An aggressive trading practice is when a trader or service provider restricts your freedom of choice by harassing, forcing, or influencing you to buy their goods or services. For example, if a trader or service provider gives the impression that you cannot leave before concluding a contract, consistently makes unsolicited offers to you by phone or e-mail, charges you for unsolicited goods sent to you, and so on.
If a trader or service provider uses unfair trading technique in a transaction with you, this does not in itself invalidate the transaction. If you have suffered damage as a result of unfair business practices, you can take legal action or go to the Consumer Disputes Committee to protect your contractual rights.
Examples of misleading trading techniques
- When advertising a product or service, the seller claims that it is only available for a limited time, even though the product or service is actually available for several weeks at the same price.

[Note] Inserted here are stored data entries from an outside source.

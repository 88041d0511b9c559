//! Winter siege scheduling and retreat, one scheduler per pack.

use super::Settlement;
use crate::config::SchedulerConfig;
use rand::Rng;
use serde::{Deserialize, Serialize};
use wolfpack_data::{AgentId, Climate, PackId, Season, SiegeType};

/// What the host knows about a pack at scheduling time.
#[derive(Debug, Clone, Default)]
pub struct PackSurvey {
    pub pack_id: Option<PackId>,
    /// Living members.
    pub member_ids: Vec<AgentId>,
    pub alpha_id: Option<AgentId>,
    /// Mean hunger (fullness) on a 0..=100 scale.
    pub average_hunger: f64,
    /// Nearest settlement within the search radius, if any.
    pub settlement: Option<Settlement>,
    pub guardians: usize,
}

impl PackSurvey {
    pub fn members(&self) -> usize {
        self.member_ids.len()
    }
}

#[derive(Debug, Clone, Copy, PartialEq, Serialize, Deserialize)]
pub struct ActiveSiege {
    pub siege_type: SiegeType,
    pub settlement: Settlement,
    pub started_at: u64,
    pub starting_size: usize,
    pub starting_guardians: usize,
    pub alpha_id: Option<AgentId>,
}

#[derive(Debug, Clone, Copy, PartialEq, Eq, Serialize, Deserialize)]
pub enum RetreatReason {
    Casualties,
    AlphaLost,
    Fed,
    Reinforced,
}

#[derive(Debug, Clone, Copy, PartialEq)]
pub enum SiegeDecision {
    Idle,
    Begin(ActiveSiege),
    Continue,
    Retreat(RetreatReason),
}

/// `100 - hunger`, clamped to `0..=100`.
pub fn hunger_pressure(average_hunger: f64) -> f64 {
    (100.0 - average_hunger).clamp(0.0, 100.0)
}

#[derive(Debug, Clone)]
pub struct SiegeScheduler {
    config: SchedulerConfig,
    last_check: Option<u64>,
    active: Option<ActiveSiege>,
}

impl SiegeScheduler {
    pub fn new(config: SchedulerConfig) -> Self {
        Self {
            config,
            last_check: None,
            active: None,
        }
    }

    pub fn active(&self) -> Option<&ActiveSiege> {
        self.active.as_ref()
    }

    pub fn is_sieging(&self) -> bool {
        self.active.is_some()
    }

    pub fn siege_chance(&self, climate: &Climate, pressure: f64) -> f64 {
        let mut chance = if climate.is_blizzard() {
            self.config.blizzard_chance
        } else {
            self.config.base_chance
        };
        if climate.is_night() {
            chance *= self.config.night_multiplier;
        }
        if pressure >= self.config.desperate_pressure {
            chance *= self.config.desperate_multiplier;
        } else if pressure >= self.config.moderate_pressure {
            chance *= self.config.moderate_multiplier;
        }
        chance.min(1.0)
    }

    pub fn choose_type(&self, pressure: f64, members: usize, guardians: usize) -> SiegeType {
        if pressure < self.config.desperate_pressure {
            return SiegeType::LivestockRaid;
        }
        if guardians > 0 && members < self.config.guardian_threat_pack_size {
            SiegeType::LivestockRaid
        } else {
            SiegeType::FullAssault
        }
    }

    pub fn should_retreat(&self, active: &ActiveSiege, survey: &PackSurvey) -> Option<RetreatReason> {
        let lost = active.starting_size.saturating_sub(survey.members());
        if active.starting_size > 0
            && lost as f64 / active.starting_size as f64 >= self.config.retreat_casualty_fraction
        {
            return Some(RetreatReason::Casualties);
        }
        if let Some(alpha) = active.alpha_id {
            if !survey.member_ids.contains(&alpha) {
                return Some(RetreatReason::AlphaLost);
            }
        }
        if hunger_pressure(survey.average_hunger) < self.config.retreat_pressure {
            return Some(RetreatReason::Fed);
        }
        if survey.guardians > active.starting_guardians {
            return Some(RetreatReason::Reinforced);
        }
        None
    }

    /// Advances the scheduler. An active siege is checked for retreat every
    /// call; new sieges are only rolled once per check interval in winter.
    pub fn update<R: Rng + ?Sized>(
        &mut self,
        tick: u64,
        survey: &PackSurvey,
        climate: &Climate,
        rng: &mut R,
    ) -> SiegeDecision {
        if let Some(active) = self.active {
            return match self.should_retreat(&active, survey) {
                Some(reason) => {
                    tracing::info!(
                        pack = ?survey.pack_id,
                        reason = ?reason,
                        duration = tick.saturating_sub(active.started_at),
                        survivors = survey.members(),
                        "Siege ended"
                    );
                    self.active = None;
                    SiegeDecision::Retreat(reason)
                }
                None => SiegeDecision::Continue,
            };
        }

        if climate.season != Season::Winter {
            return SiegeDecision::Idle;
        }
        if let Some(last) = self.last_check {
            if tick.saturating_sub(last) < self.config.check_interval {
                return SiegeDecision::Idle;
            }
        }
        if survey.members() < self.config.min_pack_size {
            return SiegeDecision::Idle;
        }
        let Some(settlement) = survey.settlement else {
            return SiegeDecision::Idle;
        };
        // Only a roll consumes the interval.
        self.last_check = Some(tick);

        let pressure = hunger_pressure(survey.average_hunger);
        let chance = self.siege_chance(climate, pressure);
        if rng.gen::<f64>() >= chance {
            tracing::debug!(pack = ?survey.pack_id, chance, pressure, "Siege roll failed");
            return SiegeDecision::Idle;
        }

        let siege = ActiveSiege {
            siege_type: self.choose_type(pressure, survey.members(), survey.guardians),
            settlement,
            started_at: tick,
            starting_size: survey.members(),
            starting_guardians: survey.guardians,
            alpha_id: survey.alpha_id,
        };
        tracing::info!(
            pack = ?survey.pack_id,
            siege_type = ?siege.siege_type,
            members = siege.starting_size,
            guardians = siege.starting_guardians,
            pressure,
            "Siege started"
        );
        self.active = Some(siege);
        SiegeDecision::Begin(siege)
    }
}

#[cfg(test)]
mod tests {
    use super::*;
    use rand::SeedableRng;
    use rand_chacha::ChaCha8Rng;
    use uuid::Uuid;
    use wolfpack_data::{Vec3, Weather};

    /// Rng that always rolls the same value.
    struct Fixed(u64);

    impl rand::RngCore for Fixed {
        fn next_u32(&mut self) -> u32 {
            self.0 as u32
        }
        fn next_u64(&mut self) -> u64 {
            self.0
        }
        fn fill_bytes(&mut self, dest: &mut [u8]) {
            dest.fill(0);
        }
        fn try_fill_bytes(&mut self, dest: &mut [u8]) -> Result<(), rand::Error> {
            dest.fill(0);
            Ok(())
        }
    }

    fn winter(weather: Weather, day_time: u64) -> Climate {
        Climate {
            season: Season::Winter,
            weather,
            day_time,
        }
    }

    fn survey(members: usize, hunger: f64, guardians: usize) -> PackSurvey {
        let member_ids: Vec<AgentId> = (0..members).map(|_| Uuid::new_v4()).collect();
        PackSurvey {
            pack_id: Some(PackId(Uuid::new_v4())),
            alpha_id: member_ids.first().copied(),
            member_ids,
            average_hunger: hunger,
            settlement: Some(Settlement {
                center: Vec3::flat(50.0, 50.0),
                radius: 32.0,
            }),
            guardians,
        }
    }

    #[test]
    fn test_chance_modifiers() {
        let s = SiegeScheduler::new(SchedulerConfig::default());
        let day = winter(Weather::Clear, 1000);
        let night = winter(Weather::Clear, 14_000);
        let storm = winter(Weather::Blizzard, 1000);
        assert!((s.siege_chance(&day, 10.0) - 0.05).abs() < 1e-12);
        assert!((s.siege_chance(&night, 10.0) - 0.10).abs() < 1e-12);
        assert!((s.siege_chance(&storm, 10.0) - 0.10).abs() < 1e-12);
        assert!((s.siege_chance(&day, 65.0) - 0.075).abs() < 1e-12);
        assert!((s.siege_chance(&night, 90.0) - 0.20).abs() < 1e-12);
    }

    #[test]
    fn test_type_selection() {
        let s = SiegeScheduler::new(SchedulerConfig::default());
        assert_eq!(s.choose_type(50.0, 10, 0), SiegeType::LivestockRaid);
        assert_eq!(s.choose_type(85.0, 4, 0), SiegeType::FullAssault);
        assert_eq!(s.choose_type(85.0, 4, 1), SiegeType::LivestockRaid);
        assert_eq!(s.choose_type(85.0, 8, 2), SiegeType::FullAssault);
    }

    #[test]
    fn test_only_in_winter_and_once_per_interval() {
        let mut s = SiegeScheduler::new(SchedulerConfig::default());
        let pack = survey(4, 10.0, 0);
        let mut sure = Fixed(0);
        let summer = Climate {
            season: Season::Summer,
            ..winter(Weather::Clear, 0)
        };
        assert_eq!(s.update(0, &pack, &summer, &mut sure), SiegeDecision::Idle);

        // A failed roll consumes the check.
        let mut never = Fixed(u64::MAX);
        assert_eq!(s.update(10, &pack, &winter(Weather::Clear, 0), &mut never), SiegeDecision::Idle);
        assert_eq!(s.update(20, &pack, &winter(Weather::Clear, 0), &mut sure), SiegeDecision::Idle);

        let decision = s.update(24_010, &pack, &winter(Weather::Clear, 0), &mut sure);
        assert!(matches!(decision, SiegeDecision::Begin(siege) if siege.starting_size == 4));
        assert!(s.is_sieging());
    }

    #[test]
    fn test_small_or_remote_packs_never_siege() {
        let mut sure = Fixed(0);
        let mut s = SiegeScheduler::new(SchedulerConfig::default());
        assert_eq!(s.update(0, &survey(2, 0.0, 0), &winter(Weather::Clear, 0), &mut sure), SiegeDecision::Idle);

        let mut s = SiegeScheduler::new(SchedulerConfig::default());
        let remote = PackSurvey {
            settlement: None,
            ..survey(5, 0.0, 0)
        };
        assert_eq!(s.update(0, &remote, &winter(Weather::Clear, 0), &mut sure), SiegeDecision::Idle);
    }

    #[test]
    fn test_gated_pack_keeps_its_check() {
        let mut sure = Fixed(0);
        let clear = winter(Weather::Clear, 0);
        let mut s = SiegeScheduler::new(SchedulerConfig::default());
        assert_eq!(s.update(0, &survey(2, 0.0, 0), &clear, &mut sure), SiegeDecision::Idle);

        let remote = PackSurvey {
            settlement: None,
            ..survey(5, 0.0, 0)
        };
        assert_eq!(s.update(1, &remote, &clear, &mut sure), SiegeDecision::Idle);

        let decision = s.update(2, &survey(4, 0.0, 0), &clear, &mut sure);
        assert!(matches!(decision, SiegeDecision::Begin(siege) if siege.started_at == 2));
    }

    #[test]
    fn test_retreat_conditions() {
        let s = SiegeScheduler::new(SchedulerConfig::default());
        let start = survey(6, 10.0, 1);
        let active = ActiveSiege {
            siege_type: SiegeType::LivestockRaid,
            settlement: start.settlement.unwrap(),
            started_at: 0,
            starting_size: 6,
            starting_guardians: 1,
            alpha_id: start.alpha_id,
        };
        assert_eq!(s.should_retreat(&active, &start), None);

        let halved = PackSurvey {
            member_ids: start.member_ids[..3].to_vec(),
            ..start.clone()
        };
        assert_eq!(s.should_retreat(&active, &halved), Some(RetreatReason::Casualties));

        let leaderless = PackSurvey {
            member_ids: start.member_ids[1..].to_vec(),
            ..start.clone()
        };
        assert_eq!(s.should_retreat(&active, &leaderless), Some(RetreatReason::AlphaLost));

        let fed = PackSurvey {
            average_hunger: 75.0,
            ..start.clone()
        };
        assert_eq!(s.should_retreat(&active, &fed), Some(RetreatReason::Fed));

        let reinforced = PackSurvey {
            guardians: 2,
            ..start.clone()
        };
        assert_eq!(s.should_retreat(&active, &reinforced), Some(RetreatReason::Reinforced));
    }

    #[test]
    fn test_siege_runs_until_retreat() {
        let mut s = SiegeScheduler::new(SchedulerConfig::default());
        let mut rng = ChaCha8Rng::seed_from_u64(7);
        let pack = survey(5, 0.0, 0);
        let storm_night = winter(Weather::Blizzard, 15_000);
        let mut tick = 0;
        // 0.10 * 2 * 2 = 0.4 per check: a seeded run starts within a few checks.
        while !s.is_sieging() {
            s.update(tick, &pack, &storm_night, &mut rng);
            tick += 24_000;
            assert!(tick < 24_000 * 50);
        }
        assert_eq!(s.active().map(|a| a.siege_type), Some(SiegeType::FullAssault));
        assert_eq!(s.update(tick, &pack, &storm_night, &mut rng), SiegeDecision::Continue);

        let fed = PackSurvey {
            average_hunger: 90.0,
            ..pack
        };
        assert_eq!(
            s.update(tick + 1, &fed, &storm_night, &mut rng),
            SiegeDecision::Retreat(RetreatReason::Fed)
        );
        assert!(!s.is_sieging());
    }
}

- As a special feature of its offer, the retailer or service provider provides you with the rights normally granted by law, e.g. the e-shop advertises video cameras and states that only its shop has a 14-day return right.
- A retailer or service provider makes a false claim that a product or service cures a disease, malfunction or malformation, such as an advertisement for a mouthwash claiming that the product cures stomach ulcers.
- The trader or service provider adds an invoice to the marketing materials that gives you the false impression that you have already ordered the goods or services, such as postcards with an invoice that gives the impression that the item has to be paid for.
Examples of aggressive trading techniques
- If a dealer or a representative of the service provider visited your home and ignored your request to leave or not return.
- The trader or service provider gives the impression that you have already won a prize or other benefits after a certain activity. In reality, however, there is no prize or other equivalent benefit, or receiving the prize requires you to bear the costs.
- The trader or service provider informs you that if you do not buy the goods or services, you are putting their work or income at risk.
- The use of unfair trading technique is prohibited before, after and during the transaction.
- A list of prohibited trading techniques is contained in the Consumer Protection Act.
- Be sure to report unfair trading practices to the Consumer Protection and Technical Regulatory Authority, which has the right to punish the trader or service provider.